I hated Joe Frazier.
It was 1971, and I knew that Muhammad Ali was going to be fighting Joe Frazier. Ali was one of my idols; he’s still one of my idols. I was 11 years old, had just moved to a new place 3 months earlier and was struggling to get used to it, and one of my heroes was going to prove that he’d been wronged by so many people years earlier. I didn’t know as much about that, but I did know that Ali was my guy; he was my dad’s guy as well.
Back then I had a couple of transistor radios, and I listened to the play-by-play of the fight from New York City. What would happen is that you’d listen to a lot of talk, then after the round was over someone would tell you what happened and give you his opinion on who won the round. Early on it was all Ali, and I was ecstatic. Then things seemed to have changed, and I couldn’t believe what I was hearing. Then I heard the news – Frazier knocks Ali down in the 15th and wins the decision.
I was bitter. A year later they put the fight on ABC and I thought Ali had won, I hated Frazier that much.
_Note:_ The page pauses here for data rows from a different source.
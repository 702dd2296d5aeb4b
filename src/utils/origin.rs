//! Serving origin detection and short URL rendering.

use crate::AppError;
use axum::http::{HeaderMap, header};

/// Determines the origin short URLs are rendered against.
///
/// A configured `public_base_url` always wins. Otherwise the origin is built
/// from the request's `Host` header, so links point back at whatever address
/// the client used to reach the service. The port is kept.
///
/// # Errors
///
/// Returns [`AppError::Validation`] if no base URL is configured and the
/// `Host` header is missing, not valid UTF-8, or contains characters that do
/// not belong in a host.
///
/// # Examples
///
/// ```ignore
/// let mut headers = HeaderMap::new();
/// headers.insert(header::HOST, "localhost:3000".parse().unwrap());
///
/// assert_eq!(request_origin(&headers, None).unwrap(), "http://localhost:3000");
/// assert_eq!(request_origin(&headers, Some("https://s.example.com/")).unwrap(), "https://s.example.com");
/// ```
pub fn request_origin(
    headers: &HeaderMap,
    public_base_url: Option<&str>,
) -> Result<String, AppError> {
    if let Some(base) = public_base_url {
        return Ok(base.trim_end_matches('/').to_string());
    }

    let host = headers
        .get(header::HOST)
        .ok_or_else(|| AppError::bad_request("Missing Host header"))?
        .to_str()
        .map_err(|_| AppError::bad_request("Invalid Host header"))?
        .trim();

    let well_formed = !host.is_empty()
        && host
            .chars()
            .all(|c| c.is_ascii_alphanumeric() || matches!(c, '-' | '.' | ':' | '[' | ']'));

    if !well_formed {
        return Err(AppError::bad_request("Invalid Host header"));
    }

    Ok(format!("http://{}", host))
}

/// Joins an origin and an alias into a short URL.
pub fn short_url(origin: &str, alias: &str) -> String {
    format!("{}/{}", origin.trim_end_matches('/'), alias)
}
//! Handler for health check endpoint.

use axum::{Json, extract::State, http::StatusCode};

use crate::api::dto::health::{CheckStatus, HealthChecks, HealthResponse};
use crate::state::AppState;

/// Returns service health status.
///
/// # Endpoint
///
/// `GET /health`
///
/// # Response Codes
///
/// - **200 OK**: Stored links readable
/// - **503 Service Unavailable**: Storage unreachable or the stored links
///   cannot be read back
///
/// # Response
///
/// ```json
/// {
///   "status": "healthy",
///   "version": "0.1.0",
///   "checks": {
///     "storage": { "status": "ok", "message": "Stored links readable" }
///   }
/// }
/// ```
pub async fn health_handler(
    State(state): State<AppState>,
) -> Result<Json<HealthResponse>, (StatusCode, Json<HealthResponse>)> {
    let storage_check = check_storage(&state).await;

    let healthy = storage_check.status == "ok";

    let response = HealthResponse {
        status: if healthy { "healthy" } else { "degraded" }.to_string(),
        version: env!("CARGO_PKG_VERSION").to_string(),
        checks: HealthChecks {
            storage: storage_check,
        },
    };

    if healthy {
        Ok(Json(response))
    } else {
        Err((StatusCode::SERVICE_UNAVAILABLE, Json(response)))
    }
}

async fn check_storage(state: &AppState) -> CheckStatus {
    if !state.store.health_check().await {
        return CheckStatus {
            status: "error".to_string(),
            message: Some("Storage unreachable".to_string()),
        };
    }

    match state.link_service.list_links().await {
        Ok(_) => CheckStatus {
            status: "ok".to_string(),
            message: Some("Stored links readable".to_string()),
        },
        Err(e) => {
            tracing::warn!("Health check could not read stored links: {}", e);
            CheckStatus {
                status: "error".to_string(),
                message: Some("Stored links unreadable".to_string()),
            }
        }
    }
}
But it was what it was, and I knew Ali would get him back.
However, there was this little matter of Frazier – Foreman, and as I saw that fith I couldn’t believe what I was seeing. Foreman actually looked like he lifted Frazier off the ground; it was frightening. That day I felt sorry for Frazier, scared for Ali because I knew he’d be getting his shot against Foreman, and I was confused.
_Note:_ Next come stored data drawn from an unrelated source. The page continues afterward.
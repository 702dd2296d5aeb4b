//! Business logic services for the application layer.

pub mod alias_generator;
pub mod link_service;
pub mod resolver;
pub mod stats_service;
pub mod validator;

pub use link_service::LinkService;
pub use resolver::Resolver;
pub use stats_service::{LinkSummary, StatsService};
pub use validator::Validator;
Then Ali and Frazier fought again, and it was a tough battle that saw Ali win. Then Ali goes and beats Foreman and it was time for the Thrilla in Manila. My support for Ali couldn’t be questioned; the “Gorilla”, as Ali had named Frazier, had to go down. I was lucky to have HBO in 1976 and we got to watch the fight live. What an epic battle, ranked as one of the top fights in history, and Ali won in 14 after Frazier’s corner refused to let him come out for the last round.
At the end of that fight I was elated for Ali but had a new appreciation for Joe Frazier. This man, who never weighed more than 208 pounds for any of his fights, had shown a lot of dignity, even in his 4 losses, two to Ali and two to Foreman. He wasn’t a bad man; not at all. Back then, there were all these social issues that always surrounded Ali, and Frazier got caught up in them. I saw him as a decent man, and couldn’t hate him anymore.
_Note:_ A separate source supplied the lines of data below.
//! Application configuration loaded from environment variables.
//!
//! Configuration is loaded once at startup and validated before the server starts.
//!
//! ```bash
//! export LISTEN="0.0.0.0:8080"
//! export DATA_DIR="/var/lib/snapurl"
//! export PUBLIC_BASE_URL="https://go.example.com"
//! ```
//!
//! ## Variables
//!
//! All variables are optional.
//!
//! - `LISTEN` - Bind address (default: `127.0.0.1:3000`)
//! - `DATA_DIR` - Directory holding the link store (default: `./data`)
//! - `PUBLIC_BASE_URL` - Fixed origin for short URLs (default: taken from the `Host` header)
//! - `HOME_URL` - Where failed redirects send the visitor (default: `/`)
//! - `DEFAULT_VALIDITY_MINUTES` - Validity when none is given (default: 30, max: 525600)
//! - `RUST_LOG` - Log level (default: `info`)
//! - `LOG_FORMAT` - Log format: `text` or `json` (default: `text`)

use anyhow::{Context, Result};
use std::env;
use std::path::PathBuf;

use crate::application::services::validator::{DEFAULT_VALIDITY_MINUTES, MAX_VALIDITY_MINUTES};

/// Service configuration loaded from environment variables.
#[derive(Debug, Clone)]
pub struct Config {
    pub listen_addr: String,
    pub data_dir: PathBuf,
    pub public_base_url: Option<String>,
    pub home_url: String,
    pub default_validity_minutes: u32,
    pub log_level: String,
    pub log_format: String,
}

impl Default for Config {
    fn default() -> Self {
        Self {
            listen_addr: "127.0.0.1:3000".to_string(),
            data_dir: PathBuf::from("./data"),
            public_base_url: None,
            home_url: "/".to_string(),
            default_validity_minutes: DEFAULT_VALIDITY_MINUTES,
            log_level: "info".to_string(),
            log_format: "text".to_string(),
        }
    }
}

impl Config {
    /// Loads configuration from environment variables.
    ///
    /// # Errors
    ///
    /// Returns an error if `DEFAULT_VALIDITY_MINUTES` is set but not a number.
    pub fn from_env() -> Result<Self> {
        let defaults = Self::default();

        let listen_addr = env::var("LISTEN").unwrap_or(defaults.listen_addr);
        let data_dir = env::var("DATA_DIR")
            .map(PathBuf::from)
            .unwrap_or(defaults.data_dir);
        let public_base_url = env::var("PUBLIC_BASE_URL")
            .ok()
            .map(|v| v.trim().to_string())
            .filter(|v| !v.is_empty());
        let home_url = env::var("HOME_URL").unwrap_or(defaults.home_url);
        let log_level = env::var("RUST_LOG").unwrap_or(defaults.log_level);
        let log_format = env::var("LOG_FORMAT").unwrap_or(defaults.log_format);

        let default_validity_minutes = match env::var("DEFAULT_VALIDITY_MINUTES") {
            Ok(v) => v
                .trim()
                .parse()
                .with_context(|| format!("DEFAULT_VALIDITY_MINUTES must be a number, got '{}'", v))?,
            Err(_) => defaults.default_validity_minutes,
        };

        Ok(Self {
            listen_addr,
            data_dir,
            public_base_url,
            home_url,
            default_validity_minutes,
            log_level,
            log_format,
        })
    }

    /// Validates the configuration.
    ///
    /// # Errors
    ///
    /// Returns an error if:
    /// - `log_format` is not `text` or `json`
    /// - `listen_addr` is not `host:port`
    /// - `public_base_url` is not an `http(s)://` URL
    /// - `home_url` is empty
    /// - `default_validity_minutes` is outside `1..=525600`
    pub fn validate(&self) -> Result<()> {
        if self.log_format != "text" && self.log_format != "json" {
            anyhow::bail!(
                "LOG_FORMAT must be 'text' or 'json', got '{}'",
                self.log_format
            );
        }

        if !self.listen_addr.contains(':') {
            anyhow::bail!(
                "LISTEN must be in format 'host:port', got '{}'",
                self.listen_addr
            );
        }

        if let Some(ref base) = self.public_base_url
            && !base.starts_with("http://")
            && !base.starts_with("https://")
        {
            anyhow::bail!(
                "PUBLIC_BASE_URL must start with 'http://' or 'https://', got '{}'",
                base
            );
        }

        if self.home_url.trim().is_empty() {
            anyhow::bail!("HOME_URL must not be empty");
        }

        if self.default_validity_minutes == 0
            || self.default_validity_minutes > MAX_VALIDITY_MINUTES
        {
            anyhow::bail!(
                "DEFAULT_VALIDITY_MINUTES must be between 1 and {}, got {}",
                MAX_VALIDITY_MINUTES,
                self.default_validity_minutes
            );
        }

        Ok(())
    }

    /// Prints configuration summary.
    pub fn print_summary(&self) {
        tracing::info!("Configuration loaded:");
        tracing::info!("  Listen address: {}", self.listen_addr);
        tracing::info!("  Data directory: {}", self.data_dir.display());

        match self.public_base_url {
            Some(ref base) => tracing::info!("  Public base URL: {}", base),
            None => tracing::info!("  Public base URL: from Host header"),
        }

        tracing::info!("  Home URL: {}", self.home_url);
        tracing::info!(
            "  Default validity: {} minutes",
            self.default_validity_minutes
        );
        tracing::info!("  Log level: {}", self.log_level);
        tracing::info!("  Log format: {}", self.log_format);
    }
}

/// Loads and validates configuration from environment variables.
///
/// # Errors
///
/// Returns an error if a variable cannot be parsed or validation fails.
///
/// # Note
///
/// This function expects environment variables to be already loaded
/// (e.g., via `dotenvy::dotenv()` in `main.rs`).
pub fn load_from_env() -> Result<Config> {
    let config = Config::from_env()?;
    config.validate()?;
    Ok(config)
}

#[cfg(test)]
mod tests {
    use super::*;
    use serial_test::serial;

    const VARS: &[&str] = &[
        "LISTEN",
        "DATA_DIR",
        "PUBLIC_BASE_URL",
        "HOME_URL",
        "DEFAULT_VALIDITY_MINUTES",
        "RUST_LOG",
        "LOG_FORMAT",
    ];

    fn clear_env() {
        // SAFETY: Tests touching the environment are run serially
        unsafe {
            for var in VARS {
                env::remove_var(var);
            }
        }
    }

    #[test]
    fn test_config_validation() {
        let mut config = Config::default();
        assert!(config.validate().is_ok());

        config.log_format = "xml".to_string();
        assert!(config.validate().is_err());

        config.log_format = "json".to_string();
        assert!(config.validate().is_ok());

        config.listen_addr = "3000".to_string();
        assert!(config.validate().is_err());

        config.listen_addr = "0.0.0.0:3000".to_string();

        config.public_base_url = Some("go.example.com".to_string());
        assert!(config.validate().is_err());

        config.public_base_url = Some("https://go.example.com".to_string());
        assert!(config.validate().is_ok());

        config.home_url = " ".to_string();
        assert!(config.validate().is_err());
    }

    #[test]
    fn test_default_validity_bounds() {
        let mut config = Config::default();

        config.default_validity_minutes = 0;
        assert!(config.validate().is_err());

        config.default_validity_minutes = 525_600;
        assert!(config.validate().is_ok());

        config.default_validity_minutes = 525_601;
        assert!(config.validate().is_err());
    }

    #[test]
    #[serial]
    fn test_defaults_when_unset() {
        clear_env();

        let config = Config::from_env().unwrap();

        assert_eq!(config.listen_addr, "127.0.0.1:3000");
        assert_eq!(config.data_dir, PathBuf::from("./data"));
        assert!(config.public_base_url.is_none());
        assert_eq!(config.home_url, "/");
        assert_eq!(config.default_validity_minutes, 30);
        assert_eq!(config.log_format, "text");
    }

    #[test]
    #[serial]
    fn test_values_from_env() {
        clear_env();
        // SAFETY: Tests are run serially due to #[serial], so no concurrent access
        unsafe {
            env::set_var("LISTEN", "0.0.0.0:8080");
            env::set_var("DATA_DIR", "/tmp/snapurl");
            env::set_var("PUBLIC_BASE_URL", "https://go.example.com");
            env::set_var("HOME_URL", "https://example.com/");
            env::set_var("DEFAULT_VALIDITY_MINUTES", "90");
        }

        let config = load_from_env().unwrap();

        assert_eq!(config.listen_addr, "0.0.0.0:8080");
        assert_eq!(config.data_dir, PathBuf::from("/tmp/snapurl"));
        assert_eq!(
            config.public_base_url.as_deref(),
            Some("https://go.example.com")
        );
        assert_eq!(config.home_url, "https://example.com/");
        assert_eq!(config.default_validity_minutes, 90);

        clear_env();
    }

    #[test]
    #[serial]
    fn test_blank_public_base_url_is_unset() {
        clear_env();
        // SAFETY: Tests are run serially
        unsafe {
            env::set_var("PUBLIC_BASE_URL", "  ");
        }

        let config = Config::from_env().unwrap();
        assert!(config.public_base_url.is_none());

        clear_env();
    }

    #[test]
    #[serial]
    fn test_non_numeric_default_validity() {
        clear_env();
        // SAFETY: Tests are run serially
        unsafe {
            env::set_var("DEFAULT_VALIDITY_MINUTES", "half an hour");
        }

        assert!(Config::from_env().is_err());

        clear_env();
    }
}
Over the years after he finally retired I saw a guy fighting to find some dignity because of the taunting that Ali had put him through. I learned of all the help Frazier gave Ali and how he always felt betrayed by Ali. He never could figure out that without Ali their fights might not have gotten as much interest and money as they did. I felt bad for that but I also recognized how hurtful it had to be for a black man to have another black man relate him to a gorilla; I wouldn’t have liked that either.
Joe Frazier passed away a couple of days ago of liver cancer. Like the dignified guy he always had been, word didn’t get out until he was in hospice, and he wasn’t there long. People said they’d give him their liver, but of course it doesn’t work that way. Just like that Frazier was gone at age 67. Muhammad Ali said this: “The world has lost a great champion. I will always remember Joe with respect and admiration. My sympathy goes out to his family and loved ones.”
Joe Frazier earned a lot more respect in retirement than he did during his boxing career, and in retrospect that’s a shame. But that’s what the 70’s were like. And now we’re dealing with the 2010’s. And we’ve lost a good guy; best to you Joe.